:: TASK PROMPT ::
Up to and including the line with "const VENDOR_COLUMNS: &str", restate the records below word for word, beginning with their first line.
--- AVAILABLE DATA ---
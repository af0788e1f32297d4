// src/db/vendor_repo.rs

use chrono::{DateTime, Utc};
use rust_decimal::Decimal;
use sqlx::{Executor, Postgres};
use uuid::Uuid;

use crate::{
    common::error::AppError,
    models::vendor::{VendorChange, VendorPricingState},
};

const VENDOR_COLUMNS: &str = "id AS vendor_id, monthly_booking_count, average_rating, \
     current_tier_id, current_commission_rate, manual_tier_id, manual_tier_expires_at";

// Só as colunas de tier/métricas da tabela 'vendors'
#[derive(Clone, Default)]
pub struct VendorRepository;

impl VendorRepository {
    pub fn new() -> Self {
        Self
    }

    pub async fn find_by_id<'e, E>(
        &self,
        executor: E,
        vendor_id: Uuid,
    ) -> Result<Option<VendorPricingState>, AppError>
    where
        E: Executor<'e, Database = Postgres>,
    {
        let vendor = sqlx::query_as::<_, VendorPricingState>(&format!(
            "SELECT {VENDOR_COLUMNS} FROM vendors WHERE id = $1"
        ))
        .bind(vendor_id)
        .fetch_optional(executor)
        .await?;

        Ok(vendor)
    }

    pub async fn list_expired_manual_tiers<'e, E>(
        &self,
        executor: E,
        now: DateTime<Utc>,
    ) -> Result<Vec<VendorPricingState>, AppError>
    where
        E: Executor<'e, Database = Postgres>,
    {
        let vendors = sqlx::query_as::<_, VendorPricingState>(&format!(
            r#"
            SELECT {VENDOR_COLUMNS}
            FROM vendors
            WHERE manual_tier_id IS NOT NULL
              AND manual_tier_expires_at IS NOT NULL
              AND manual_tier_expires_at <= $1
            ORDER BY manual_tier_expires_at ASC
            "#
        ))
        .bind(now)
        .fetch_all(executor)
        .await?;

        Ok(vendors)
    }

    /// Um UPDATE por tipo de mudança, tocando só as próprias colunas.
    pub async fn apply_change<'e, E>(
        &self,
        executor: E,
        vendor_id: Uuid,
        change: &VendorChange,
    ) -> Result<Option<VendorPricingState>, AppError>
    where
        E: Executor<'e, Database = Postgres>,
    {
        let query = match change {
            VendorChange::Metrics(_) => format!(
                "UPDATE vendors SET monthly_booking_count = $2, average_rating = $3, updated_at = NOW() \
                 WHERE id = $1 RETURNING {VENDOR_COLUMNS}"
            ),
            VendorChange::AssignManualTier { .. } => format!(
                "UPDATE vendors SET manual_tier_id = $2, manual_tier_expires_at = $3, updated_at = NOW() \
                 WHERE id = $1 RETURNING {VENDOR_COLUMNS}"
            ),
            VendorChange::ClearManualTier => format!(
                "UPDATE vendors SET manual_tier_id = NULL, manual_tier_expires_at = NULL, updated_at = NOW() \
                 WHERE id = $1 RETURNING {VENDOR_COLUMNS}"
            ),
        };

        let mut update = sqlx::query_as::<_, VendorPricingState>(&query).bind(vendor_id);
        update = match change {
            VendorChange::Metrics(metrics) => update
                .bind(metrics.monthly_booking_count)
                .bind(metrics.average_rating),
            VendorChange::AssignManualTier { tier_id, expires_at } => {
                update.bind(*tier_id).bind(*expires_at)
            }
            VendorChange::ClearManualTier => update,
        };

        let vendor = update.fetch_optional(executor).await?;
        Ok(vendor)
    }

    /// Compare-and-set da projeção memorizada: só grava se métricas e tier
    /// manual ainda forem os lidos em `computed_from`.
    pub async fn save_assignment<'e, E>(
        &self,
        executor: E,
        computed_from: &VendorPricingState,
        tier_id: Uuid,
        commission_rate: Decimal,
    ) -> Result<bool, AppError>
    where
        E: Executor<'e, Database = Postgres>,
    {
        let result = sqlx::query(
            r#"
            UPDATE vendors SET
                current_tier_id = $2,
                current_commission_rate = $3,
                updated_at = NOW()
            WHERE id = $1
              AND monthly_booking_count = $4
              AND average_rating IS NOT DISTINCT FROM $5
              AND manual_tier_id IS NOT DISTINCT FROM $6
              AND manual_tier_expires_at IS NOT DISTINCT FROM $7
            "#,
        )
        .bind(computed_from.vendor_id)
        .bind(tier_id)
        .bind(commission_rate)
        .bind(computed_from.monthly_booking_count)
        .bind(computed_from.average_rating)
        .bind(computed_from.manual_tier_id)
        .bind(computed_from.manual_tier_expires_at)
        .execute(executor)
        .await?;

        Ok(result.rows_affected() > 0)
    }

    /// Limpa o tier manual só se ele continuar expirado; varreduras
    /// concorrentes resultam em no máximo uma escrita efetiva.
    pub async fn reset_expired_manual_tier<'e, E>(
        &self,
        executor: E,
        vendor_id: Uuid,
        tier_id: Uuid,
        commission_rate: Decimal,
        now: DateTime<Utc>,
    ) -> Result<bool, AppError>
    where
        E: Executor<'e, Database = Postgres>,
    {
        let result = sqlx::query(
            r#"
            UPDATE vendors SET
                current_tier_id = $2,
                current_commission_rate = $3,
                manual_tier_id = NULL,
                manual_tier_expires_at = NULL,
                updated_at = NOW()
            WHERE id = $1
              AND manual_tier_expires_at IS NOT NULL
              AND manual_tier_expires_at <= $4
            "#,
        )
        .bind(vendor_id)
        .bind(tier_id)
        .bind(commission_rate)
        .bind(now)
        .execute(executor)
        .await?;

        Ok(result.rows_affected() > 0)
    }
}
---
:: OUTPUT OF THE EXERCISE ::
repository af0788e1f32297d4
// src/db/vendor_repo.rs

use chrono::{DateTime, Utc};
use rust_decimal::Decimal;
use sqlx::{Executor, Postgres};
use uuid::Uuid;

use crate::{
    common::error::AppError,
    models::vendor::{VendorChange, VendorPricingState},
};

const VENDOR_COLUMNS: &str = "id AS vendor_id, monthly_booking_count, average_rating, \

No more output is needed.